- The problem
In the records below, pick out all lines containing the word "caps".

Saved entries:
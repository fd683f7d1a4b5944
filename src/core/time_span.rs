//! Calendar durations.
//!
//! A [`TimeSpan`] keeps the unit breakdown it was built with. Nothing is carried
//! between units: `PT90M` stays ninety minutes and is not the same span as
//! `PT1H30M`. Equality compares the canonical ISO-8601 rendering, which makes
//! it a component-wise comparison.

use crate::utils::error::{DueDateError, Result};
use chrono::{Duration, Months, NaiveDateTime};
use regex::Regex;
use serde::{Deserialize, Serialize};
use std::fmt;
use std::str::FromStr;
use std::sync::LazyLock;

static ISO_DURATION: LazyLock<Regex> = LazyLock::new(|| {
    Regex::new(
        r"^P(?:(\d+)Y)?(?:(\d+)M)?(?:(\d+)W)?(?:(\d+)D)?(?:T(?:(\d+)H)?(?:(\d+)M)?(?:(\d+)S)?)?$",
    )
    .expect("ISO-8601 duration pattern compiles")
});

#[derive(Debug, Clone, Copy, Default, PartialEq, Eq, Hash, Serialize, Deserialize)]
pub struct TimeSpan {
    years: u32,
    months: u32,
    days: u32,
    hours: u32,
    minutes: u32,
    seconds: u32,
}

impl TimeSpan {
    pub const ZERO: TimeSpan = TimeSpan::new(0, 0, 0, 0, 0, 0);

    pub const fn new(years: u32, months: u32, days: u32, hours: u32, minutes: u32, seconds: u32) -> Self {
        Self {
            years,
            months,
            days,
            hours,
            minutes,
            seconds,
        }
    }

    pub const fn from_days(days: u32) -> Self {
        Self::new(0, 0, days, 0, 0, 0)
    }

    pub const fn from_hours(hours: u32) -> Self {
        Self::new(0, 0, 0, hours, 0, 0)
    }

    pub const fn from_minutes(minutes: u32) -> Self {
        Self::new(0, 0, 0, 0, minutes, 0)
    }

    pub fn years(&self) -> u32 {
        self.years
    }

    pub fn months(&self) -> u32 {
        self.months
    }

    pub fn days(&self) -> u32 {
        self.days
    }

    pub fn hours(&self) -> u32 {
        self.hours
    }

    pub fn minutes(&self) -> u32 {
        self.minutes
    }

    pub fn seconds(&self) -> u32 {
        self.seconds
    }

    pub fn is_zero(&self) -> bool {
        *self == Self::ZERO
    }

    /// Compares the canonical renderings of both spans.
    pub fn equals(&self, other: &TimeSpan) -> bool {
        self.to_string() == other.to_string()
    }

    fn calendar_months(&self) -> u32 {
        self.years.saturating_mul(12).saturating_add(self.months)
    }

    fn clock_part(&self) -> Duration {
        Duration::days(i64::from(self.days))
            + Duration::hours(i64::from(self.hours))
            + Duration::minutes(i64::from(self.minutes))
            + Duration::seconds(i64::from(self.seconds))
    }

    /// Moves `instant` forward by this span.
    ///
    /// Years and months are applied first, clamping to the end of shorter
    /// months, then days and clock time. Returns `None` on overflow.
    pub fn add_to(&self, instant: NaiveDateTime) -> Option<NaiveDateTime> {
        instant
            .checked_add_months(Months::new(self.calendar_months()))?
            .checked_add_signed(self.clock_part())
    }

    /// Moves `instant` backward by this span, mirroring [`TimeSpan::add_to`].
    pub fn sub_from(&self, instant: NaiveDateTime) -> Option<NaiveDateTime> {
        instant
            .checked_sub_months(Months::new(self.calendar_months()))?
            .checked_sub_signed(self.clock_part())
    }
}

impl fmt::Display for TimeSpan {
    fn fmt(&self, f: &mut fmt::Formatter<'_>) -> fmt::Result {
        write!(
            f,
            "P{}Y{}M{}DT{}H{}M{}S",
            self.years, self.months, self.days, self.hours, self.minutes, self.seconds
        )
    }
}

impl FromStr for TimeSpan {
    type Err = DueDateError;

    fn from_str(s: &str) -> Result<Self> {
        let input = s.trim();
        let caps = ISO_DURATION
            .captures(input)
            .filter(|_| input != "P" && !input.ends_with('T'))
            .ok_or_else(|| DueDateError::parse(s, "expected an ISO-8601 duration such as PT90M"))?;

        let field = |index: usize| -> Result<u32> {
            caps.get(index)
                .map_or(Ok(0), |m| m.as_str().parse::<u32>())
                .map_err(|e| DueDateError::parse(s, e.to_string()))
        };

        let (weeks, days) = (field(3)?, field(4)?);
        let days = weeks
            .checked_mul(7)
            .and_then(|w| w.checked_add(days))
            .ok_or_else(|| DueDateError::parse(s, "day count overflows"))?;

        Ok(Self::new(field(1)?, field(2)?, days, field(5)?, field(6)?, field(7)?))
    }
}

- Answer box
        let caps = ISO_DURATION
            caps.get(index)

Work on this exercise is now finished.